But, for most of us, the unsolved mysteries were bigger than those, all which could be pieced together from implications within the show itself. We didn’t need to see a DHARMA station on the mainland responsible for sending food out on automated drones to figure out what was going on, and knowing doesn’t make anything about the show much clearer. There are questions left which muddy the waters of Lost, and with the show definitively over, it’s hard not to find that a bit maddening.

So, Den Of Geek has picked out the five biggest mysteries that we think Lost never satisfactorily answered, and we’d like to hear your theories. Any comments about polar bears will, of course, be entirely ignored.
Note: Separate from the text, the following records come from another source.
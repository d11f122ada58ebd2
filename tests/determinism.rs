//! Determinism and identity guarantees for the analysis layer.

use stringprops::{analyze, StringRecord};

#[test]
fn analyze_twice_yields_identical_properties() {
    for value in [
        "",
        "racecar",
        "A man, a plan, a canal: Panama",
        "  mixed \t whitespace \n ",
        "こんにちは世界",
    ] {
        let first = analyze(value);
        let second = analyze(value);
        assert_eq!(first, second, "analysis diverged for {value:?}");
    }
}

#[test]
fn id_is_the_sha256_of_the_raw_value() {
    let record = StringRecord::analyze("racecar");
    assert_eq!(
        record.id,
        "e00f9ef51a95f6e854862eed28dc0f1a68f154d9f75ddd841ab00de6ede9209b"
    );

    let record = StringRecord::analyze("hello");
    assert_eq!(
        record.id,
        "2cf24dba5fb0a30e26e83b2ac5b9e29e1b161e5c1fa7425e73043362938b9824"
    );
}

#[test]
fn id_format_holds_for_arbitrary_input() {
    for value in ["", "a", "two words", "punctuation!?", "emoji \u{1f600}"] {
        let record = StringRecord::analyze(value);
        assert_eq!(record.id.len(), 64);
        assert!(record
            .id
            .chars()
            .all(|c| matches!(c, '0'..='9' | 'a'..='f')));
    }
}

#[test]
fn identical_values_share_an_id_distinct_values_do_not() {
    let a = StringRecord::analyze("shared value");
    let b = StringRecord::analyze("shared value");
    let c = StringRecord::analyze("shared value!");

    assert_eq!(a.id, b.id);
    assert_ne!(a.id, c.id);
}

#[test]
fn frequency_invariants_hold() {
    for value in ["", "aaa", "abcabc", "spaces  count", "Üni çöde"] {
        let props = analyze(value);
        assert_eq!(
            props.character_frequency.values().sum::<usize>(),
            props.length,
            "frequency sum mismatch for {value:?}"
        );
        let distinct: std::collections::BTreeSet<char> = value.chars().collect();
        let keys: std::collections::BTreeSet<char> =
            props.character_frequency.keys().copied().collect();
        assert_eq!(keys, distinct, "key set mismatch for {value:?}");
    }
}

#[test]
fn record_wire_shape_is_camel_case_with_utc_timestamp() {
    let record = StringRecord::analyze("wire check");
    let json = serde_json::to_value(&record).expect("record serializes");

    assert_eq!(json["id"], json["properties"]["sha256Hash"]);
    assert_eq!(json["properties"]["length"], 10);
    assert_eq!(json["properties"]["wordCount"], 2);
    assert_eq!(json["properties"]["isPalindrome"], false);
    assert!(json["properties"]["uniqueCharacters"].is_number());
    assert_eq!(json["properties"]["characterFrequency"]["w"], 1);

    // Exactly the wire fields, nothing more: the raw value stays private
    // to the store.
    let mut keys: Vec<&str> = json
        .as_object()
        .expect("record is an object")
        .keys()
        .map(String::as_str)
        .collect();
    keys.sort_unstable();
    assert_eq!(keys, vec!["createdAt", "id", "properties"]);

    let created_at = json["createdAt"].as_str().expect("createdAt is a string");
    assert!(
        created_at.ends_with('Z'),
        "timestamp should carry a Z suffix: {created_at}"
    );
}
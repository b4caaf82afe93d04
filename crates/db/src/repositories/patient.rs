use crate::models::DbPatient;
use eyre::Result;
use sqlx::{Pool, Postgres};

const PATIENT_COLUMNS: &str = "patient_id, user_id, name, gender, birthday, id_card, address, \
     emergency_contact, emergency_phone, created_at, updated_at";

pub async fn get_patient_by_id(pool: &Pool<Postgres>, patient_id: i64) -> Result<Option<DbPatient>> {
    let patient = sqlx::query_as::<_, DbPatient>(&format!(
        r#"
        SELECT {PATIENT_COLUMNS}
        FROM patients
        WHERE patient_id = $1
        "#,
    ))
    .bind(patient_id)
    .fetch_optional(pool)
    .await?;

    Ok(patient)
}

pub async fn get_patient_by_user_id(pool: &Pool<Postgres>, user_id: i64) -> Result<Option<DbPatient>> {
    let patient = sqlx::query_as::<_, DbPatient>(&format!(
        r#"
        SELECT {PATIENT_COLUMNS}
        FROM patients
        WHERE user_id = $1
        "#,
    ))
    .bind(user_id)
    .fetch_optional(pool)
    .await?;

    Ok(patient)
}
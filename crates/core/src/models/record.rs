//! Medical record DTOs and the record status machine.
//!
//! States are `draft`, `finalized`, `cancelled`. Finalizing requires at
//! least one of chief complaint or diagnosis; once a record leaves
//! `draft` it can never return. Every path that changes a record's
//! status, the PATCH endpoint and the DELETE (void) endpoint alike,
//! goes through [`validate_transition`].

use chrono::NaiveDate;
use serde::{Deserialize, Serialize};
use serde_json::{json, Value};

use crate::errors::{OmmsError, OmmsResult};

pub const STATUS_DRAFT: &str = "draft";
pub const STATUS_FINALIZED: &str = "finalized";
pub const STATUS_CANCELLED: &str = "cancelled";

#[derive(Debug, Clone, Deserialize)]
#[serde(rename_all = "camelCase")]
pub struct RecordCreate {
    pub dept_id: Option<i64>,
    pub doctor_id: Option<i64>,
    pub patient_id: Option<i64>,
    pub patient_name: Option<String>,
    /// "HH:MM" within today; defaults to 10:00.
    pub time: Option<String>,
    pub template_id: Option<i64>,
    pub chief_complaint: Option<String>,
    pub diagnosis: Option<String>,
    pub prescriptions: Option<Vec<String>>,
    pub labs: Option<Vec<String>>,
    pub imaging: Option<Vec<String>>,
}

#[derive(Debug, Clone, Deserialize)]
#[serde(rename_all = "camelCase")]
pub struct RecordUpdate {
    pub patient_id: Option<i64>,
    pub patient_name: Option<String>,
    pub chief_complaint: Option<String>,
    pub diagnosis: Option<String>,
    pub prescriptions: Option<Vec<String>>,
    pub labs: Option<Vec<String>>,
    pub imaging: Option<Vec<String>>,
    pub created_at: Option<String>,
    pub dept_id: Option<i64>,
    pub doctor_id: Option<i64>,
}

#[derive(Debug, Clone, Serialize, Deserialize)]
#[serde(rename_all = "camelCase")]
pub struct RecordOut {
    pub id: String,
    pub patient: String,
    pub department: String,
    pub doctor: String,
    pub created_at: String,
    pub status: String,
    pub has_lab: bool,
    pub has_imaging: bool,
    pub chief_complaint: String,
    pub diagnosis: String,
    pub prescriptions: Vec<String>,
    pub labs: Vec<String>,
    pub imaging: Vec<String>,
}

#[derive(Debug, Clone, Deserialize)]
pub struct RecordStatusPayload {
    pub status: String,
}

#[derive(Debug, Clone, Serialize, Deserialize)]
pub struct RecordStatusOut {
    pub id: String,
    pub status: String,
}

#[derive(Debug, Clone, Deserialize)]
#[serde(rename_all = "camelCase")]
pub struct RecordListQuery {
    pub status: Option<String>,
    pub date: Option<String>,
    pub dept_id: Option<i64>,
    pub doctor_id: Option<i64>,
    pub has_lab: Option<bool>,
    pub has_imaging: Option<bool>,
    pub page: Option<i64>,
    pub page_size: Option<i64>,
}

#[derive(Debug, Clone, Deserialize)]
#[serde(rename_all = "camelCase")]
pub struct TemplateCreate {
    pub name: Option<String>,
    pub scope: Option<String>,
    pub fields: Option<Vec<String>>,
    pub defaults: Option<Value>,
}

#[derive(Debug, Clone, Deserialize)]
#[serde(rename_all = "camelCase")]
pub struct TemplateUpdate {
    pub name: Option<String>,
    pub scope: Option<String>,
    pub fields: Option<Vec<String>>,
    pub defaults: Option<Value>,
}

#[derive(Debug, Clone, Serialize, Deserialize)]
#[serde(rename_all = "camelCase")]
pub struct TemplateOut {
    pub id: i64,
    pub name: String,
    pub scope: String,
    pub fields: Vec<String>,
    pub defaults: Value,
}

#[derive(Debug, Clone, Serialize, Deserialize)]
pub struct TemplateDeleteOut {
    pub id: i64,
}

/// Checks one status change. `has_content` is whether the record carries
/// a non-empty chief complaint or diagnosis at decision time.
pub fn validate_transition(current: &str, target: &str, has_content: bool) -> OmmsResult<()> {
    if !matches!(target, STATUS_DRAFT | STATUS_FINALIZED | STATUS_CANCELLED) {
        return Err(OmmsError::Validation("非法状态值".to_string()));
    }
    if matches!(current, STATUS_FINALIZED | STATUS_CANCELLED) && target == STATUS_DRAFT {
        return Err(OmmsError::Validation("状态不可回退".to_string()));
    }
    if target == STATUS_FINALIZED && !has_content {
        return Err(OmmsError::Validation(
            "最终签署前至少填写主诉或诊断".to_string(),
        ));
    }
    Ok(())
}

/// Record ids look like `MR-20240115-0042`.
pub fn gen_record_id(date: NaiveDate, n: u32) -> String {
    format!("MR-{}-{:04}", date.format("%Y%m%d"), n % 10000)
}

/// Decodes a JSON text column into a list of strings; anything that is
/// not a JSON array yields an empty list.
pub fn parse_string_list(text: Option<&str>) -> Vec<String> {
    let Some(text) = text else {
        return Vec::new();
    };
    match serde_json::from_str::<Value>(text) {
        Ok(Value::Array(items)) => items
            .into_iter()
            .filter_map(|v| v.as_str().map(str::to_string))
            .collect(),
        _ => Vec::new(),
    }
}

/// Encodes a list for a JSON text column, dropping blank entries.
/// Empty input stores NULL.
pub fn to_json_string(values: Option<&[String]>) -> Option<String> {
    let values = values?;
    if values.is_empty() {
        return None;
    }
    let cleaned: Vec<&String> = values.iter().filter(|v| !v.trim().is_empty()).collect();
    serde_json::to_string(&cleaned).ok()
}

/// Default template field values for newly created templates.
pub fn default_template_defaults() -> Value {
    json!({
        "chiefComplaint": "",
        "diagnosis": "",
        "prescriptions": [],
        "labs": [],
        "imaging": [],
    })
}
use chrono::NaiveDateTime;
use mockall::mock;

use crate::models::{
    DbAppointment, DbMedicineStock, DbPatient, DbPrescription, DbPrescriptionItem, DbRecord,
    DbSchedule,
};

// Mock repositories for testing

mock! {
    pub PatientRepo {
        pub async fn get_patient_by_id(&self, patient_id: i64) -> eyre::Result<Option<DbPatient>>;

        pub async fn get_patient_by_user_id(&self, user_id: i64) -> eyre::Result<Option<DbPatient>>;
    }
}

mock! {
    pub ScheduleRepo {
        pub async fn get_schedule_by_id(&self, schedule_id: i64) -> eyre::Result<Option<DbSchedule>>;

        pub async fn lock_schedule(&self, schedule_id: i64) -> eyre::Result<Option<DbSchedule>>;
    }
}

mock! {
    pub AppointmentRepo {
        pub async fn count_active_for_schedule(&self, schedule_id: i64) -> eyre::Result<i64>;

        pub async fn exists_active_at(
            &self,
            patient_id: i64,
            appt_time: NaiveDateTime,
        ) -> eyre::Result<bool>;

        pub async fn insert_appointment(
            &self,
            patient_id: i64,
            doctor_id: i64,
            schedule_id: i64,
            appt_time: NaiveDateTime,
            symptom_desc: Option<String>,
        ) -> eyre::Result<DbAppointment>;

        pub async fn get_appointment_by_id(&self, appt_id: i64) -> eyre::Result<Option<DbAppointment>>;

        pub async fn set_status(&self, appt_id: i64, status: i16) -> eyre::Result<DbAppointment>;
    }
}

mock! {
    pub RecordRepo {
        pub async fn get_record_by_id(&self, id: String) -> eyre::Result<Option<DbRecord>>;

        pub async fn set_status(&self, id: String, status: String) -> eyre::Result<DbRecord>;
    }
}

mock! {
    pub StockRepo {
        pub async fn lock_stock(&self, medicine_id: i64) -> eyre::Result<Option<DbMedicineStock>>;

        pub async fn add_stock(&self, medicine_id: i64, quantity: i32) -> eyre::Result<()>;

        pub async fn deduct_stock(&self, medicine_id: i64, quantity: i32) -> eyre::Result<()>;
    }
}

mock! {
    pub PrescriptionRepo {
        pub async fn lock_prescription(&self, id: String) -> eyre::Result<Option<DbPrescription>>;

        pub async fn get_items(&self, prescription_id: String) -> eyre::Result<Vec<DbPrescriptionItem>>;

        pub async fn set_status(&self, id: String, status: String) -> eyre::Result<DbPrescription>;
    }
}
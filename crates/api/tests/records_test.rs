//! Record status machine tests driven through a mock repository: every
//! status path, PATCH and DELETE alike, runs the same guarded
//! transition before touching the row.

use chrono::NaiveDate;
use mockall::predicate;

use omms_api::middleware::error_handling::AppError;
use omms_core::errors::OmmsError;
use omms_core::models::record::{validate_transition, STATUS_CANCELLED, STATUS_FINALIZED};
use omms_db::mock::repositories::MockRecordRepo;
use omms_db::models::DbRecord;

fn record(id: &str, status: &str, chief_complaint: &str, diagnosis: &str) -> DbRecord {
    DbRecord {
        id: id.to_string(),
        dept_id: 1,
        doctor_id: 2,
        patient_id: Some(3),
        patient_name: Some("张三".to_string()),
        created_at: NaiveDate::from_ymd_opt(2024, 1, 15)
            .unwrap()
            .and_hms_opt(10, 0, 0)
            .unwrap(),
        status: status.to_string(),
        template_id: None,
        chief_complaint: Some(chief_complaint.to_string()),
        diagnosis: Some(diagnosis.to_string()),
        prescriptions_json: None,
        labs_json: None,
        imaging_json: None,
    }
}

/// The handler's status-change sequence against the mock repository.
async fn change_status(
    repo: &MockRecordRepo,
    id: &str,
    target: &str,
) -> Result<DbRecord, AppError> {
    let rec = repo
        .get_record_by_id(id.to_string())
        .await?
        .ok_or_else(|| AppError(OmmsError::NotFound("Record not found".to_string())))?;

    let has_content = rec.chief_complaint.as_deref().is_some_and(|s| !s.is_empty())
        || rec.diagnosis.as_deref().is_some_and(|s| !s.is_empty());
    validate_transition(&rec.status, target, has_content)?;

    Ok(repo.set_status(id.to_string(), target.to_string()).await?)
}

#[tokio::test]
async fn test_finalize_draft_with_content() {
    let mut repo = MockRecordRepo::new();

    repo.expect_get_record_by_id()
        .with(predicate::eq("MR-20240115-0001".to_string()))
        .returning(|id| Ok(Some(record(&id, "draft", "头痛三天", ""))));
    repo.expect_set_status()
        .with(
            predicate::eq("MR-20240115-0001".to_string()),
            predicate::eq("finalized".to_string()),
        )
        .times(1)
        .returning(|id, status| {
            let mut rec = record(&id, "draft", "头痛三天", "");
            rec.status = status;
            Ok(rec)
        });

    let updated = change_status(&repo, "MR-20240115-0001", STATUS_FINALIZED)
        .await
        .expect("finalize should succeed");
    assert_eq!(updated.status, "finalized");
}

#[tokio::test]
async fn test_finalize_empty_draft_rejected() {
    let mut repo = MockRecordRepo::new();

    repo.expect_get_record_by_id()
        .returning(|id| Ok(Some(record(&id, "draft", "", ""))));
    repo.expect_set_status().times(0);

    let result = change_status(&repo, "MR-20240115-0002", STATUS_FINALIZED).await;

    match result.unwrap_err().0 {
        OmmsError::Validation(m) => assert_eq!(m, "最终签署前至少填写主诉或诊断"),
        e => panic!("Expected Validation error, got: {:?}", e),
    }
}

#[tokio::test]
async fn test_finalized_record_cannot_return_to_draft() {
    let mut repo = MockRecordRepo::new();

    repo.expect_get_record_by_id()
        .returning(|id| Ok(Some(record(&id, "finalized", "头痛三天", "偏头痛"))));
    repo.expect_set_status().times(0);

    let result = change_status(&repo, "MR-20240115-0003", "draft").await;

    match result.unwrap_err().0 {
        OmmsError::Validation(m) => assert_eq!(m, "状态不可回退"),
        e => panic!("Expected Validation error, got: {:?}", e),
    }
}

#[tokio::test]
async fn test_cancelled_record_cannot_return_to_draft() {
    let mut repo = MockRecordRepo::new();

    repo.expect_get_record_by_id()
        .returning(|id| Ok(Some(record(&id, "cancelled", "", ""))));
    repo.expect_set_status().times(0);

    let result = change_status(&repo, "MR-20240115-0004", "draft").await;

    match result.unwrap_err().0 {
        OmmsError::Validation(m) => assert_eq!(m, "状态不可回退"),
        e => panic!("Expected Validation error, got: {:?}", e),
    }
}

#[tokio::test]
async fn test_void_goes_through_guarded_transition() {
    let mut repo = MockRecordRepo::new();

    repo.expect_get_record_by_id()
        .returning(|id| Ok(Some(record(&id, "draft", "", ""))));
    repo.expect_set_status()
        .with(
            predicate::always(),
            predicate::eq("cancelled".to_string()),
        )
        .times(1)
        .returning(|id, status| {
            let mut rec = record(&id, "draft", "", "");
            rec.status = status;
            Ok(rec)
        });

    let updated = change_status(&repo, "MR-20240115-0005", STATUS_CANCELLED)
        .await
        .expect("void should succeed");
    assert_eq!(updated.status, "cancelled");
}

#[tokio::test]
async fn test_unknown_status_value_rejected() {
    let mut repo = MockRecordRepo::new();

    repo.expect_get_record_by_id()
        .returning(|id| Ok(Some(record(&id, "draft", "头痛三天", ""))));
    repo.expect_set_status().times(0);

    let result = change_status(&repo, "MR-20240115-0006", "archived").await;

    match result.unwrap_err().0 {
        OmmsError::Validation(m) => assert_eq!(m, "非法状态值"),
        e => panic!("Expected Validation error, got: {:?}", e),
    }
}

#[tokio::test]
async fn test_missing_record_is_not_found() {
    let mut repo = MockRecordRepo::new();

    repo.expect_get_record_by_id().returning(|_| Ok(None));
    repo.expect_set_status().times(0);

    let result = change_status(&repo, "MR-20240115-9999", STATUS_FINALIZED).await;

    match result.unwrap_err().0 {
        OmmsError::NotFound(_) => {}
        e => panic!("Expected NotFound error, got: {:?}", e),
    }
}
5. Who was the other Christian Shephard?

In all fairness, it was made clear in the show that the majority of Christian Shephard’s appearances were actually Smokey, who existed in Christian’s form between the first episode and the point where he assumed the form of Locke. Unfortunately, there are a number of appearances which don’t match up with this: the moment where Christian appears to Michael on the Kahana, the moment where he appears to Jack in Los Angeles, the moment where he appears to Sun and Frank while in the form of Locke elsewhere.

These appearances are categorically not the Smoke Monster, particularly the two which occur off the island. Maybe you can stretch Jack’s LA vision to a drink/stress-induced hallucination. Maybe you can stretch Michael’s to a stress-hallucination too (even if it would make no sense for him to hallucinate Jack’s father). But you can’t reasonably suggest that Smokey chose his conversation with Sun and Frank as the one moment where he decided to be in two places at once.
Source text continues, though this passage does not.